*SUPPLIED RECORDS*.
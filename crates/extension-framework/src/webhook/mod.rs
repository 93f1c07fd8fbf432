//! Admission webhooks of an extension.
//!
//! Webhooks are created by factories (one per [`Switch`]), which can be disabled on the command
//! line with `--disable-webhooks`. [`CompletedAddToManagerOptions::add_to_manager`] serves every
//! enabled webhook on the webhook server of the [`Manager`] and renders the webhooks which target
//! shoot clusters, so that the control plane controller can deploy them into the shoot.
use std::{
    io::ErrorKind,
    path::{Path, PathBuf},
    sync::Arc,
};

use axum::routing::MethodRouter;
use k8s_openapi::{
    ByteString,
    api::admissionregistration::v1::{MutatingWebhook, RuleWithOperations, WebhookClientConfig},
};
use kube::core::ApiResource;
use snafu::{OptionExt, ResultExt, Snafu};

use crate::{
    BoxError,
    cli::{CompletedSwitches, ConfigError, Flags, OptionSet, ParsedFlags, Switch, SwitchOptions},
    manager::{self, Manager},
};

pub mod mutator;
pub mod options;
pub mod server;
pub mod util;

pub use mutator::{
    EnsureError, Ensurer, GenericMutator, MutationContext, NoopEnsurer, mutating_handler,
};
pub use options::{CompletedWebhookServerOptions, WebhookServerOptions};

/// Timeout the API server of a shoot applies when calling a shoot webhook.
pub const SHOOT_WEBHOOK_TIMEOUT_SECONDS: i32 = 10;

#[derive(Debug, Snafu)]
pub enum Error {
    #[snafu(display("failed to create webhook {name:?}"))]
    BuildWebhook { source: BoxError, name: String },

    #[snafu(display("failed to register handler of webhook {name:?}"))]
    RegisterHandler {
        source: manager::Error,
        name: String,
    },

    #[snafu(display(
        "shoot webhooks require the namespace of the webhook service, set --webhook-config-namespace"
    ))]
    MissingNamespace,

    #[snafu(display("failed to read CA bundle {path:?}"))]
    ReadCaBundle {
        source: std::io::Error,
        path: PathBuf,
    },
}

/// The cluster whose API server calls a webhook.
#[derive(Clone, Copy, Debug, PartialEq, Eq, strum::Display)]
#[strum(serialize_all = "lowercase")]
pub enum Target {
    Seed,
    Shoot,
}

/// A webhook handler together with the metadata needed to register it.
pub struct Webhook {
    pub name: String,
    pub provider: String,
    pub target: Target,

    /// The path the handler is served on, like `/webhooks/controlplaneexposure`.
    pub path: String,

    /// The kinds of objects sent to the webhook.
    pub types: Vec<ApiResource>,
    pub handler: MethodRouter,
}

impl Webhook {
    /// Creates a webhook serving `mutator` on `/webhooks/<name>`.
    ///
    /// In-flight requests are cancelled once the manager shuts down.
    pub fn mutating<E: Ensurer + 'static>(
        manager: &Manager,
        name: impl Into<String>,
        provider: impl Into<String>,
        target: Target,
        types: Vec<ApiResource>,
        ensurer: E,
    ) -> Self {
        let name = name.into();
        let mutator = GenericMutator::new(ensurer, manager.scheme().clone());

        Self {
            path: format!("/webhooks/{name}"),
            name,
            provider: provider.into(),
            target,
            types,
            handler: mutating_handler(
                Arc::new(mutator),
                manager.shutdown_token(),
                mutator::DEFAULT_MUTATION_TIMEOUT,
            ),
        }
    }

    /// The name of the rendered webhook, unique across all extensions.
    pub fn qualified_name(&self) -> String {
        format!(
            "{name}.{provider}.extensions.gardener.cloud",
            name = self.name,
            provider = self.provider
        )
    }
}

/// Creates a webhook, reading its options from the context `C`.
pub type WebhookFactory<C> = Arc<dyn Fn(&Manager, &C) -> Result<Webhook, BoxError> + Send + Sync>;

/// Creates a [`Switch`] for a webhook factory.
pub fn webhook_switch<C, Func>(name: impl Into<String>, factory: Func) -> Switch<WebhookFactory<C>>
where
    Func: Fn(&Manager, &C) -> Result<Webhook, BoxError> + Send + Sync + 'static,
{
    let factory: WebhookFactory<C> = Arc::new(factory);
    Switch::new(name, factory)
}

/// Options of the webhook server and the webhooks it serves.
pub struct AddToManagerOptions<C> {
    pub server: WebhookServerOptions,
    pub switches: SwitchOptions<WebhookFactory<C>>,
}

impl<C> AddToManagerOptions<C> {
    pub fn new(server: WebhookServerOptions, switches: SwitchOptions<WebhookFactory<C>>) -> Self {
        Self { server, switches }
    }
}

pub struct CompletedAddToManagerOptions<C> {
    pub server: CompletedWebhookServerOptions,
    pub switches: CompletedSwitches<WebhookFactory<C>>,
}

/// The outcome of [`CompletedAddToManagerOptions::add_to_manager`].
pub struct RegisteredWebhooks {
    /// All webhooks served by the manager, in registration order.
    pub webhooks: Vec<Webhook>,

    /// The shoot targeted webhooks, to be deployed into every shoot.
    pub shoot_webhooks: Vec<MutatingWebhook>,
}

impl<C> CompletedAddToManagerOptions<C> {
    /// Serves all enabled webhooks and renders the shoot targeted ones.
    pub fn add_to_manager(&self, manager: &mut Manager, context: &C) -> Result<RegisteredWebhooks, Error> {
        let mut webhooks = Vec::new();

        for switch in self.switches.iter() {
            let name = switch.name.clone();
            let webhook = (switch.add)(manager, context).context(BuildWebhookSnafu { name: &name })?;

            tracing::info!(
                webhook = name,
                path = webhook.path,
                target = %webhook.target,
                "adding webhook to manager"
            );
            manager
                .add_webhook_handler(&webhook.path, webhook.handler.clone())
                .context(RegisterHandlerSnafu { name })?;
            webhooks.push(webhook);
        }

        let shoot_webhooks = self.render_shoot_webhooks(&webhooks)?;
        Ok(RegisteredWebhooks {
            webhooks,
            shoot_webhooks,
        })
    }

    fn render_shoot_webhooks(&self, webhooks: &[Webhook]) -> Result<Vec<MutatingWebhook>, Error> {
        let shoot: Vec<_> = webhooks
            .iter()
            .filter(|webhook| webhook.target == Target::Shoot)
            .collect();
        if shoot.is_empty() {
            return Ok(Vec::new());
        }

        let namespace = self.server.namespace.as_deref().context(MissingNamespaceSnafu)?;
        let ca_bundle = read_ca_bundle(&self.server.ca_file())?;

        Ok(shoot
            .into_iter()
            .map(|webhook| {
                let url = format!(
                    "https://{service}.{namespace}:{port}{path}",
                    service = self.server.service_name,
                    port = self.server.server_port,
                    path = webhook.path,
                );
                render_mutating_webhook(webhook, url, ca_bundle.clone())
            })
            .collect())
    }
}

impl<C> OptionSet for AddToManagerOptions<C> {
    type Completed = CompletedAddToManagerOptions<C>;

    fn add_flags(&self, flags: &mut Flags) {
        self.server.add_flags(flags);
        self.switches.add_flags(flags);
    }

    fn complete(&self, flags: &ParsedFlags<'_>) -> Result<Self::Completed, ConfigError> {
        Ok(CompletedAddToManagerOptions {
            server: self.server.complete(flags)?,
            switches: self.switches.complete(flags)?,
        })
    }
}

fn read_ca_bundle(path: &Path) -> Result<Option<ByteString>, Error> {
    match std::fs::read(path) {
        Ok(bundle) => Ok(Some(ByteString(bundle))),
        Err(err) if err.kind() == ErrorKind::NotFound => Ok(None),
        Err(source) => Err(Error::ReadCaBundle {
            source,
            path: path.to_owned(),
        }),
    }
}

fn render_mutating_webhook(webhook: &Webhook, url: String, ca_bundle: Option<ByteString>) -> MutatingWebhook {
    let rules = webhook
        .types
        .iter()
        .map(|resource| RuleWithOperations {
            api_groups: Some(vec![resource.group.clone()]),
            api_versions: Some(vec![resource.version.clone()]),
            operations: Some(vec!["CREATE".to_owned(), "UPDATE".to_owned()]),
            resources: Some(vec![resource.plural.clone()]),
            ..Default::default()
        })
        .collect();

    MutatingWebhook {
        name: webhook.qualified_name(),
        admission_review_versions: vec!["v1".to_owned()],
        client_config: WebhookClientConfig {
            url: Some(url),
            ca_bundle,
            ..Default::default()
        },
        failure_policy: Some("Fail".to_owned()),
        side_effects: "None".to_owned(),
        rules: Some(rules),
        timeout_seconds: Some(SHOOT_WEBHOOK_TIMEOUT_SECONDS),
        ..Default::default()
    }
}

#[cfg(test)]
mod tests {
    use std::path::PathBuf;

    use axum::routing::post;
    use k8s_openapi::api::{apps::v1::Deployment, core::v1::Service};

    use super::*;
    use crate::manager::tests::test_manager;

    fn fixed_webhook(name: &'static str, target: Target) -> Switch<WebhookFactory<()>> {
        webhook_switch(name, move |_: &Manager, (): &()| {
            Ok(Webhook {
                name: name.to_owned(),
                provider: "equinixmetal".to_owned(),
                target,
                path: format!("/webhooks/{name}"),
                types: vec![ApiResource::erase::<Deployment>(&())],
                handler: post(|| async { "ok" }),
            })
        })
    }

    fn complete(
        switches: Vec<Switch<WebhookFactory<()>>>,
        server: CompletedWebhookServerOptions,
        args: &[&str],
    ) -> CompletedAddToManagerOptions<()> {
        let options = AddToManagerOptions::new(
            WebhookServerOptions::new(server.service_name.clone()),
            SwitchOptions::webhooks(switches),
        );
        let mut flags = Flags::new("test");
        options.add_flags(&mut flags);
        let parsed = flags
            .try_parse_from(std::iter::once("test").chain(args.iter().copied()))
            .expect("arguments must parse");

        let completed = options.complete(&parsed.view()).expect("options must complete");
        CompletedAddToManagerOptions {
            server,
            switches: completed.switches,
        }
    }

    fn server_options(namespace: Option<&str>, cert_dir: PathBuf) -> CompletedWebhookServerOptions {
        CompletedWebhookServerOptions {
            namespace: namespace.map(ToOwned::to_owned),
            server_port: 443,
            cert_dir,
            service_name: "gardener-extension-provider-equinix-metal".to_owned(),
        }
    }

    #[tokio::test]
    async fn enabled_webhooks_are_served_and_shoot_webhooks_rendered() {
        let cert_dir = tempfile::tempdir().expect("temp dir must be created");
        std::fs::write(cert_dir.path().join("ca.crt"), b"ca-bundle").expect("ca must be written");

        let options = complete(
            vec![
                fixed_webhook("controlplane", Target::Seed),
                fixed_webhook("controlplaneexposure", Target::Shoot),
                fixed_webhook("infrastructure", Target::Seed),
            ],
            server_options(Some("extension-ns"), cert_dir.path().to_owned()),
            &["--disable-webhooks=infrastructure"],
        );

        let mut manager = test_manager();
        let registered = options
            .add_to_manager(&mut manager, &())
            .expect("webhooks must be added");

        assert_eq!(
            manager.webhook_paths().collect::<Vec<_>>(),
            ["/webhooks/controlplane", "/webhooks/controlplaneexposure"]
        );
        assert_eq!(registered.webhooks.len(), 2);

        let [shoot_webhook] = registered.shoot_webhooks.as_slice() else {
            panic!("expected exactly one shoot webhook");
        };
        assert_eq!(
            shoot_webhook.name,
            "controlplaneexposure.equinixmetal.extensions.gardener.cloud"
        );
        assert_eq!(
            shoot_webhook.client_config.url.as_deref(),
            Some(
                "https://gardener-extension-provider-equinix-metal.extension-ns:443/webhooks/controlplaneexposure"
            )
        );
        assert_eq!(
            shoot_webhook.client_config.ca_bundle,
            Some(ByteString(b"ca-bundle".to_vec()))
        );

        let rules = shoot_webhook.rules.as_deref().expect("rules must be set");
        assert_eq!(rules[0].resources, Some(vec!["deployments".to_owned()]));
        assert_eq!(rules[0].api_groups, Some(vec!["apps".to_owned()]));
    }

    #[tokio::test]
    async fn shoot_webhooks_need_the_service_namespace() {
        let options = complete(
            vec![fixed_webhook("controlplaneexposure", Target::Shoot)],
            server_options(None, PathBuf::from("/nonexistent")),
            &[],
        );

        let result = options.add_to_manager(&mut test_manager(), &());
        assert!(matches!(result, Err(Error::MissingNamespace)));
    }

    #[tokio::test]
    async fn seed_webhooks_render_nothing() {
        let options = complete(
            vec![fixed_webhook("controlplane", Target::Seed)],
            server_options(None, PathBuf::from("/nonexistent")),
            &[],
        );

        let registered = options
            .add_to_manager(&mut test_manager(), &())
            .expect("webhooks must be added");
        assert!(registered.shoot_webhooks.is_empty());
    }

    #[tokio::test]
    async fn failing_factories_abort_registration() {
        let failing = webhook_switch("broken", |_: &Manager, (): &()| Err("no client".into()));
        let options = complete(
            vec![failing, fixed_webhook("controlplane", Target::Seed)],
            server_options(None, PathBuf::from("/nonexistent")),
            &[],
        );

        let mut manager = test_manager();
        let result = options.add_to_manager(&mut manager, &());

        assert!(matches!(result, Err(Error::BuildWebhook { name, .. }) if name == "broken"));
        assert_eq!(manager.webhook_paths().count(), 0);
    }

    #[tokio::test]
    async fn mutating_webhooks_are_served_below_webhooks() {
        let manager = test_manager();

        let webhook = Webhook::mutating(
            &manager,
            "controlplaneexposure",
            "equinixmetal",
            Target::Seed,
            vec![ApiResource::erase::<Service>(&())],
            NoopEnsurer,
        );

        assert_eq!(webhook.path, "/webhooks/controlplaneexposure");
        assert_eq!(webhook.target.to_string(), "seed");
    }
}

*WORK TASK*. Each line from the top of the records down to the one with "pub const SHOOT_WEBHOOK_TIMEOUT_SECONDS: i32" must be retyped exactly; include both ends and nothing else.

*THE ANSWER*.
filename crates/extension-framework/src/webhook/mod.rs
repository 93f1c07fd8fbf432
//! Admission webhooks of an extension.
//!
//! Webhooks are created by factories (one per [`Switch`]), which can be disabled on the command
//! line with `--disable-webhooks`. [`CompletedAddToManagerOptions::add_to_manager`] serves every
//! enabled webhook on the webhook server of the [`Manager`] and renders the webhooks which target
//! shoot clusters, so that the control plane controller can deploy them into the shoot.
use std::{
    io::ErrorKind,
    path::{Path, PathBuf},
    sync::Arc,
};

use axum::routing::MethodRouter;
use k8s_openapi::{
    ByteString,
    api::admissionregistration::v1::{MutatingWebhook, RuleWithOperations, WebhookClientConfig},
};
use kube::core::ApiResource;
use snafu::{OptionExt, ResultExt, Snafu};

use crate::{
    BoxError,
    cli::{CompletedSwitches, ConfigError, Flags, OptionSet, ParsedFlags, Switch, SwitchOptions},
    manager::{self, Manager},
};

pub mod mutator;
pub mod options;
pub mod server;
pub mod util;

pub use mutator::{
    EnsureError, Ensurer, GenericMutator, MutationContext, NoopEnsurer, mutating_handler,
};
pub use options::{CompletedWebhookServerOptions, WebhookServerOptions};

/// Timeout the API server of a shoot applies when calling a shoot webhook.
pub const SHOOT_WEBHOOK_TIMEOUT_SECONDS: i32 = 10;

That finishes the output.